━━━━━ Records for processing ━━━━━

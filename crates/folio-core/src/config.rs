//! DOM hooks the page is expected to provide.
//!
//! The web entry point resolves every element through a [`Selectors`] value,
//! so the initializers themselves only ever receive element references.

/// Ids, classes and selector lists for every enhanced element.
#[derive(Clone, Debug)]
pub struct Selectors {
    pub navbar: &'static str,
    pub menu_toggle: &'static str,
    pub nav_links: &'static str,
    pub nav_link_anchors: &'static str,
    /// Element id, not a selector.
    pub particles_container: &'static str,
    pub skill_bars: &'static str,
    pub skill_width_attr: &'static str,
    pub contact: ContactSelectors,
    pub reveal_targets: &'static str,
    pub project_cards: &'static str,
    pub hero_title: &'static str,
    pub footer_copyright: &'static str,
}

/// Element ids used by the contact form.
#[derive(Clone, Debug)]
pub struct ContactSelectors {
    pub form: &'static str,
    pub name: &'static str,
    pub email: &'static str,
    pub subject: &'static str,
    pub message: &'static str,
    pub name_error: &'static str,
    pub email_error: &'static str,
    pub subject_error: &'static str,
    pub message_error: &'static str,
    pub status: &'static str,
}

impl Default for Selectors {
    fn default() -> Self {
        Self {
            navbar: ".navbar",
            menu_toggle: ".menu-toggle",
            nav_links: ".nav-links",
            nav_link_anchors: ".nav-links a",
            particles_container: "particles",
            skill_bars: ".skill-progress",
            skill_width_attr: "data-width",
            contact: ContactSelectors::default(),
            reveal_targets: ".about-stats, .project-card, .testimonial-card, .timeline-item",
            project_cards: ".project-card",
            hero_title: ".hero-title",
            footer_copyright: ".footer-copyright",
        }
    }
}

impl Default for ContactSelectors {
    fn default() -> Self {
        Self {
            form: "messageForm",
            name: "name",
            email: "email",
            subject: "subject",
            message: "message",
            name_error: "nameError",
            email_error: "emailError",
            subject_error: "subjectError",
            message_error: "messageError",
            status: "formStatus",
        }
    }
}

/// Whether initialization has to wait for `DOMContentLoaded`, given
/// `document.readyState`. Once the document is parsed it runs immediately.
#[inline]
pub fn waits_for_dom(ready_state: &str) -> bool {
    ready_state == "loading"
}
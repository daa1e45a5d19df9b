use crate::dom;
use folio_core::constants::COPYRIGHT_PLACEHOLDER_YEAR;
use folio_core::{stamp_year, Selectors};
use web_sys as web;

pub fn init(document: &web::Document, sel: &Selectors) -> anyhow::Result<()> {
    let footer = dom::query(document, sel.footer_copyright)?;
    let year = js_sys::Date::new_0().get_full_year();
    stamp(&footer, year);
    Ok(())
}

pub fn stamp(footer: &web::HtmlElement, year: u32) {
    let text = footer.text_content().unwrap_or_default();
    footer.set_text_content(Some(&stamp_year(&text, COPYRIGHT_PLACEHOLDER_YEAR, year)));
}
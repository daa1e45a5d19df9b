//! "Observe once, then stop" bookkeeping.
//!
//! The web frontend feeds visibility notifications into a [`OnceWatcher`];
//! a key fires at most once and is deregistered as it fires.

#[derive(Clone, Debug)]
pub struct OnceWatcher<K> {
    pending: Vec<K>,
}

impl<K> Default for OnceWatcher<K> {
    fn default() -> Self {
        Self {
            pending: Vec::new(),
        }
    }
}

impl<K: PartialEq> OnceWatcher<K> {
    pub fn new() -> Self {
        Self::default()
    }

    /// Registering a key that is already pending is a no-op.
    pub fn register(&mut self, key: K) {
        if !self.pending.contains(&key) {
            self.pending.push(key);
        }
    }

    /// Report a visibility change. Returns the key back if this is its first
    /// visible notification; the key is no longer watched afterwards.
    pub fn notify(&mut self, key: &K, visible: bool) -> Option<K> {
        if !visible {
            return None;
        }
        let pos = self.pending.iter().position(|k| k == key)?;
        Some(self.pending.swap_remove(pos))
    }

    #[inline]
    pub fn is_watching(&self, key: &K) -> bool {
        self.pending.contains(key)
    }

    #[inline]
    pub fn len(&self) -> usize {
        self.pending.len()
    }

    #[inline]
    pub fn is_empty(&self) -> bool {
        self.pending.is_empty()
    }
}
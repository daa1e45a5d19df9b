use crate::dom;
use crate::watch;
use folio_core::constants::SKILL_BAR_THRESHOLD;
use folio_core::{skill_width, Selectors};
use web_sys as web;

pub fn init(document: &web::Document, sel: &Selectors) -> anyhow::Result<()> {
    let bars = dom::query_all(document, sel.skill_bars);
    log::info!("[skills] watching {} bars", bars.len());
    wire(bars, sel.skill_width_attr)
}

/// Grow each bar to its target width the first time it is half visible.
pub fn wire(bars: Vec<web::HtmlElement>, width_attr: &'static str) -> anyhow::Result<()> {
    watch::watch_once(bars, SKILL_BAR_THRESHOLD, move |bar| {
        let raw = bar.get_attribute(width_attr).unwrap_or_default();
        match skill_width(&raw) {
            Some(width) => {
                _ = bar.style().set_property("width", &width);
            }
            None => log::warn!("[skills] unusable {}={:?}", width_attr, raw),
        }
    })
}
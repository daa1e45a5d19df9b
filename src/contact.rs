use crate::dom;
use folio_core::constants::ERROR_COLOR;
use folio_core::{
    plan_submit, ContactSelectors, ContactSubmission, Field, FieldError, StatusStyle,
    SubmitOutcome,
};
use std::rc::Rc;
use wasm_bindgen::JsCast;
use web_sys as web;

/// The contact form and the elements its validator writes to.
pub struct ContactForm {
    pub form: web::HtmlFormElement,
    pub name: web::HtmlElement,
    pub email: web::HtmlElement,
    pub subject: web::HtmlElement,
    pub message: web::HtmlElement,
    pub name_error: web::HtmlElement,
    pub email_error: web::HtmlElement,
    pub subject_error: web::HtmlElement,
    pub message_error: web::HtmlElement,
    pub status: web::HtmlElement,
}

impl ContactForm {
    /// `Ok(None)` when the page has no contact form.
    pub fn resolve(
        document: &web::Document,
        sel: &ContactSelectors,
    ) -> anyhow::Result<Option<Self>> {
        let Some(form) = document
            .get_element_by_id(sel.form)
            .and_then(|el| el.dyn_into::<web::HtmlFormElement>().ok())
        else {
            return Ok(None);
        };
        Ok(Some(Self {
            form,
            name: dom::by_id(document, sel.name)?,
            email: dom::by_id(document, sel.email)?,
            subject: dom::by_id(document, sel.subject)?,
            message: dom::by_id(document, sel.message)?,
            name_error: dom::by_id(document, sel.name_error)?,
            email_error: dom::by_id(document, sel.email_error)?,
            subject_error: dom::by_id(document, sel.subject_error)?,
            message_error: dom::by_id(document, sel.message_error)?,
            status: dom::by_id(document, sel.status)?,
        }))
    }

    fn error_target(&self, field: Field) -> &web::HtmlElement {
        match field {
            Field::Name => &self.name_error,
            Field::Email => &self.email_error,
            Field::Subject => &self.subject_error,
            Field::Message => &self.message_error,
        }
    }

    fn clear_errors(&self) {
        for field in Field::ALL {
            self.error_target(field).set_text_content(Some(""));
        }
    }

    fn show_error(&self, error: &FieldError) {
        let target = self.error_target(error.field());
        target.set_text_content(Some(&error.to_string()));
        _ = target.style().set_property("color", ERROR_COLOR);
    }

    /// Validate the current values and update the page accordingly.
    pub fn submit(&self) -> bool {
        self.clear_errors();
        let (name, email, subject, message) = (
            input_value(&self.name),
            input_value(&self.email),
            input_value(&self.subject),
            input_value(&self.message),
        );
        let submission = ContactSubmission {
            name: &name,
            email: &email,
            subject: &subject,
            message: &message,
        };
        match plan_submit(&submission) {
            SubmitOutcome::Accepted(plan) => {
                show_status(&self.status, &plan.shown);
                if plan.reset_form {
                    self.form.reset();
                }
                let status = self.status.clone();
                dom::set_timeout(plan.clear_after, move || show_status(&status, &plan.cleared));
                true
            }
            SubmitOutcome::Rejected(errors) => {
                for error in &errors {
                    self.show_error(error);
                }
                log::debug!("[contact] rejected with {} errors", errors.len());
                false
            }
        }
    }
}

fn show_status(status: &web::HtmlElement, look: &StatusStyle) {
    status.set_text_content(Some(look.text));
    let style = status.style();
    if let Some(color) = look.color {
        _ = style.set_property("color", color);
    }
    _ = style.set_property("background-color", look.background);
}

pub fn init(document: &web::Document, sel: &ContactSelectors) -> anyhow::Result<()> {
    let Some(form) = ContactForm::resolve(document, sel)? else {
        log::debug!("[contact] no #{}; skipping", sel.form);
        return Ok(());
    };
    wire(form);
    Ok(())
}

pub fn wire(form: ContactForm) {
    let form = Rc::new(form);
    let target = form.form.clone();
    dom::add_listener(&target, "submit", move |ev| {
        ev.prevent_default();
        if form.submit() {
            log::info!("[contact] message accepted");
        }
    });
}

// Inputs and textareas both expose `value`; anything else reads as empty.
fn input_value(el: &web::HtmlElement) -> String {
    if let Some(input) = el.dyn_ref::<web::HtmlInputElement>() {
        input.value()
    } else if let Some(area) = el.dyn_ref::<web::HtmlTextAreaElement>() {
        area.value()
    } else {
        String::new()
    }
}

━━━━━

• _Exercise goal_: Out of the entries, report each line that contains the word "Option".

• _Solution for this problem_:
    pub fn notify(&mut self, key: &K, visible: bool) -> Option<K> {
    ) -> anyhow::Result<Option<Self>> {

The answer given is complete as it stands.